Станислав Сенькин: Итак, о таинствах. В каждом монастыре, в каждой церкви, совершается таинство Евхаристии, установленное Христом на Тайной Вечере. Почему Вечеря — «тайная»? Потому что туда не пускали «внешних». Этим ранние христиане давали повод обвинять себя в каннибализме и других диких вещах. «Тайное» — значит недоступное для профанов. А если сейчас мы видим, что причастие хотят сделать чуть ли не пищей, обязательной для каждого гражданина РФ, то, может быть, от таинства уже не осталось ничего? Может быть, в какой-то степени элементы таинства может почувствовать сейчас разве что неофит, впервые приходящий в церковь… Ему может показаться, что там происходит что-то колоссальное, требующее огромных духовных затрат. Но на самом деле, всё очень просто. На мой взгляд, о таинствах в современном контексте вообще не может идти речи. Какая недоступность для профанов, если видео с таинством крещения, с причащением можно посмотреть в Интернете? Я лично причащаюсь раз, максимум два раза в год – в день ангела и на Пасху. Таким образом я показываю свою принадлежность к РПЦ МП, потому что не считаю нужным выходить из этой структуры. В современных рамках подлинные таинства – только в катакомбах. Я не знаю, что еще можно сказать о таинствах вообще. В современных условиях таинств я не вижу.

Дионисий Батарчук: Вопросы уже можно задавать? Меня, как бывшего приходского священника РПЦ МП, интересует: причащение раз в год — это соблюдение формальности или просто чаще потребности нет?

Станислав Сенькин: Разумеется, формальность. Я не считаю, что соединяюсь со Христом в мистическом порыве. Для меня это как в дореволюционные времена, формальность, «для галочки».

Дионисий Батарчук: Спасибо, вопросов больше не имею.

Яна Бражникова: Спасибо, Стас. Можешь оставаться с нами на связи, подавать реплики. Если нет возражений, предоставляю слово Илье Морозову.

Илья Морозов: Спасибо, Яна. Если уж я ровно год и неделю назад, 9 ноября 2012 года предложил эту тему, то мне сам Бог велел поделиться своими разрозненными мыслями. Напомню, тем, кто тогда не был с нами, что предложить эту тему меня спровоцировало непосредственное знакомство с Дмитрием Энтео и его друзьями: когда их читаешь в Сети, то не веришь, что люди с таким образом мыслей существуют на самом деле, а когда сталкиваешься с ними в реальной жизни, несколько выпадаешь в осадок.

Текст выступления Ильи Морозова

Да, вот еще хотел добавить.
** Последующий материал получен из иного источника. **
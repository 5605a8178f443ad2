// SPDX-FileCopyrightText: 2026 Tollgate Contributors
// SPDX-License-Identifier: MIT OR Apache-2.0

//! Budget counter store implementations.

mod memory;
mod sqlite;

use std::sync::Arc;

use tollgate_config::model::{BudgetConfig, BudgetStoreKind};
use tollgate_core::{BudgetStore, TollgateError};

pub use memory::InMemoryBudgetStore;
pub use sqlite::SqliteBudgetStore;

/// Build the store selected by `budget.store`.
pub async fn open_store(config: &BudgetConfig) -> Result<Arc<dyn BudgetStore>, TollgateError> {
    match config.store {
        BudgetStoreKind::Memory => Ok(Arc::new(InMemoryBudgetStore::new())),
        BudgetStoreKind::Sqlite => Ok(Arc::new(
            SqliteBudgetStore::open(&config.database_path).await?,
        )),
    }
}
Мало кто знает, что еще за два или даже за три года до возникновения темы причащения пивом и чипсами, замечательный русский поэт священник Константин Кравцов как-то написал у себя в ЖЖ, что хорошая, добрая, дружеская пьянка — это уже Евхаристия по сути. И такие тонны дерьма полились в православном Рунете на голову бедного отца Константина, что я понял — он прав. А во время наших с вами дискуссий убедился в этом окончательно. На этом, пожалуй, закончу. Я бы мог дать здесь затравку для развития этой темы на каком-нибудь из будущих совещаний, сказать, что наиболее тесное взаимодействие между людьми происходит в эротическом плане, поговорить о «таинстве эроса» или «эросе таинства», но думаю, сейчас лучше на это не тратить время – об этом очень много всего сказано было и еще будет. Давайте пока просто о таинствах.

Яна Бражникова: Да, тема эроса замечательная, всем есть, что по этому поводу сказать, но давайте уж пока с сегодняшней темой разберемся.
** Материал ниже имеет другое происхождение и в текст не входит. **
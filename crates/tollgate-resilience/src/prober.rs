// SPDX-FileCopyrightText: 2026 Tollgate Contributors
// SPDX-License-Identifier: MIT OR Apache-2.0

//! Background task that probes open and half-open providers.

use std::collections::HashMap;
use std::sync::Arc;
use std::time::Duration;

use tokio_util::sync::CancellationToken;
use tollgate_core::ProviderAdapter;
use tracing::{debug, info};

use crate::monitor::HealthMonitor;

/// Periodically calls `health_check()` on providers the monitor marks as due.
pub struct HealthProber {
    monitor: Arc<HealthMonitor>,
    providers: HashMap<String, Arc<dyn ProviderAdapter>>,
    interval: Duration,
    probe_timeout: Duration,
}

impl HealthProber {
    pub fn new(
        monitor: Arc<HealthMonitor>,
        providers: &[Arc<dyn ProviderAdapter>],
        interval: Duration,
        probe_timeout: Duration,
    ) -> Self {
        Self {
            monitor,
            providers: providers
                .iter()
                .map(|p| (p.name().to_string(), Arc::clone(p)))
                .collect(),
            interval,
            probe_timeout,
        }
    }

    /// Probe every due provider once. Returns the names that were probed.
    pub async fn probe_once(&self) -> Vec<String> {
        let due = self.monitor.probe_due();
        for name in &due {
            let Some(provider) = self.providers.get(name) else {
                continue;
            };
            let ok = matches!(
                tokio::time::timeout(self.probe_timeout, provider.health_check()).await,
                Ok(Ok(()))
            );
            debug!(provider = %name, ok, "health probe");
            self.monitor.record_probe(name, ok);
        }
        due
    }

    /// Run until `cancel` fires.
    pub async fn run(self, cancel: CancellationToken) {
        let mut ticker = tokio::time::interval(self.interval);
        ticker.set_missed_tick_behavior(tokio::time::MissedTickBehavior::Delay);
        info!(interval_ms = self.interval.as_millis() as u64, "health prober started");
        loop {
            tokio::select! {
                _ = cancel.cancelled() => {
                    info!("health prober stopped");
                    return;
                }
                _ = ticker.tick() => {
                    self.probe_once().await;
                }
            }
        }
    }
}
Дионисий Батарчук: Темы пускай МП подкидывает!

(все смеются)

Яна Бражникова: Ну что, кто следующий – Левон?

Левон Нерсесян: Да, я готов выступить, готов повторить то свое выступление, которое отец Игорь однажды уже слышал на похожем заседании. Моя жизнь так устроена, что я одинаково регулярно принимаю участие как в литургии Иоанна Златоуста, так и в мессе, чин которой был принят на Втором Ватиканском соборе. В этом смысле я такой агрессивный экуменист. Мне, кстати оба чина очень нравятся. Они похожи. Есть лишь одно отличие, благодаря которому мне месса чуть ближе, чем литургия Иоанна Златоуста. Это целование мира, которое в чине мессы происходит после «Отче наш» и непосредственно перед причащением. В литургии Иоанна Златоуста оно происходит раньше. Для меня очень важно то, что присутствие Христа между верными артикулируется непосредственно перед причащением. В этом святость таинства выявляется со всей возможной отчетливостью.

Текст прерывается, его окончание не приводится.